Я не замечал, что слезы продолжали литься из моих глаз. Но теперь это не были бурные рыдания ревнивого разочарования, какой-то иной, сладкий привкус получили мои слезы. Не то я временно похоронил что-то детское и прекрасное, не то рвал в себе старую привычку воспринимать людей как опору лично для себя, – я как будто врастал в новую и чуждую еще мне шкуру мужчины, где слова «мать», «отец» и соединенная с ними нежность отходили на второй план. Не то я сладко мечтал о семье, которой не знал, семье, опорой которой должен был стать я сам.

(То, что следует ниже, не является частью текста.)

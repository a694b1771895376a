use chrono::{DateTime, Utc};
use serde::{Deserialize, Serialize};
use std::fmt;
use uuid::Uuid;

use crate::models::player::PlayerIdentity;

pub const STARTING_FEN: &str = "rnbqkbnr/pppppppp/8/8/8/8/PPPPPPPP/RNBQKBNR w KQkq - 0 1";

#[derive(Debug, Clone, Copy, PartialEq, Eq, Hash, Serialize, Deserialize)]
#[serde(rename_all = "camelCase")]
pub enum GameStatus {
    Active,
    Checkmate,
    Draw,
    Stalemate,
    ThreefoldRepetition,
    InsufficientMaterial,
    Resign,
}

impl GameStatus {
    pub fn as_str(&self) -> &'static str {
        match self {
            GameStatus::Active => "active",
            GameStatus::Checkmate => "checkmate",
            GameStatus::Draw => "draw",
            GameStatus::Stalemate => "stalemate",
            GameStatus::ThreefoldRepetition => "threefoldRepetition",
            GameStatus::InsufficientMaterial => "insufficientMaterial",
            GameStatus::Resign => "resign",
        }
    }

    pub fn is_terminal(&self) -> bool {
        !matches!(self, GameStatus::Active)
    }

    /// Decisive results have a winner and move ratings.
    pub fn is_decisive(&self) -> bool {
        matches!(self, GameStatus::Checkmate | GameStatus::Resign)
    }
}

impl fmt::Display for GameStatus {
    fn fmt(&self, f: &mut fmt::Formatter<'_>) -> fmt::Result {
        f.write_str(self.as_str())
    }
}

#[derive(Debug, Clone, Copy, PartialEq, Eq, Hash, Serialize, Deserialize)]
#[serde(rename_all = "lowercase")]
pub enum Side {
    White,
    Black,
}

impl Side {
    pub fn opposite(self) -> Side {
        match self {
            Side::White => Side::Black,
            Side::Black => Side::White,
        }
    }
}

/// Where a rendered board or prompt lives on the transport.
#[derive(Debug, Clone, PartialEq, Eq, Hash, Serialize, Deserialize)]
pub struct MessageRef {
    pub channel: String,
    pub message_id: String,
}

#[derive(Debug, Clone, PartialEq, Serialize, Deserialize)]
pub struct Game {
    pub game_id: String,
    pub player1: PlayerIdentity,
    pub player2: PlayerIdentity,
    /// Channel the game was started in; boards and results are posted there.
    pub channel: String,
    pub status: GameStatus,
    #[serde(default, skip_serializing_if = "Option::is_none")]
    pub winner: Option<PlayerIdentity>,
    pub fen: String,
    #[serde(default)]
    pub moves: Vec<String>,
    /// Hashes of every position since the last irreversible move, current position last.
    #[serde(default)]
    pub position_history: Vec<u64>,
    #[serde(default, skip_serializing_if = "Option::is_none")]
    pub board_message: Option<MessageRef>,
    pub created_at: DateTime<Utc>,
    pub updated_at: DateTime<Utc>,
}

impl Game {
    /// player1 plays white.
    pub fn new(player1: PlayerIdentity, player2: PlayerIdentity, channel: &str) -> Self {
        let now = Utc::now();
        Game {
            game_id: Uuid::new_v4().to_string(),
            player1,
            player2,
            channel: channel.to_string(),
            status: GameStatus::Active,
            winner: None,
            fen: STARTING_FEN.to_string(),
            moves: vec![],
            position_history: vec![],
            board_message: None,
            created_at: now,
            updated_at: now,
        }
    }

    pub fn is_active(&self) -> bool {
        self.status == GameStatus::Active
    }

    pub fn involves(&self, player: &PlayerIdentity) -> bool {
        &self.player1 == player || &self.player2 == player
    }

    pub fn side_of(&self, player: &PlayerIdentity) -> Option<Side> {
        if &self.player1 == player {
            Some(Side::White)
        } else if &self.player2 == player {
            Some(Side::Black)
        } else {
            None
        }
    }

    pub fn player_on(&self, side: Side) -> &PlayerIdentity {
        match side {
            Side::White => &self.player1,
            Side::Black => &self.player2,
        }
    }

    pub fn opponent_of(&self, player: &PlayerIdentity) -> Option<&PlayerIdentity> {
        self.side_of(player)
            .map(|side| self.player_on(side.opposite()))
    }

    pub fn players(&self) -> [&PlayerIdentity; 2] {
        [&self.player1, &self.player2]
    }

    /// Summary of a finished game from one participant's point of view.
    pub fn summary_for(&self, player: &PlayerIdentity) -> Option<GameSummary> {
        let opponent = self.opponent_of(player)?.clone();
        let result = match &self.winner {
            None => GameResult::Draw,
            Some(winner) if winner == player => GameResult::Win,
            Some(_) => GameResult::Loss,
        };
        Some(GameSummary {
            game_id: self.game_id.clone(),
            opponent,
            result,
            status: self.status,
            created_at: self.created_at,
        })
    }
}

#[derive(Debug, Clone, Copy, PartialEq, Eq, Serialize, Deserialize)]
#[serde(rename_all = "lowercase")]
pub enum GameResult {
    Win,
    Loss,
    Draw,
}

#[derive(Debug, Clone, PartialEq, Serialize, Deserialize)]
pub struct GameSummary {
    pub game_id: String,
    pub opponent: PlayerIdentity,
    pub result: GameResult,
    pub status: GameStatus,
    pub created_at: DateTime<Utc>,
}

Трудно рассказать теперь о тех юношеских переживаниях. Но, пожалуй, одну из капель горечи прибавляло сознание, что я так юн, так ребячлив и неопытен в делах жизни и так плохо воспитан. Я приложил все усилия, чтобы остановить слезы. Стыдно было плакать так безудержно перед чужим человеком. И когда мысль перешла от сожалений о самом себе к брату, я вспомнил снова и письмо Али, и недавние слова Флорентийца. Я вытер слезы и, не глядя на моего спутника, тихо сказал:
– Простите меня, я не в силах был сдержаться.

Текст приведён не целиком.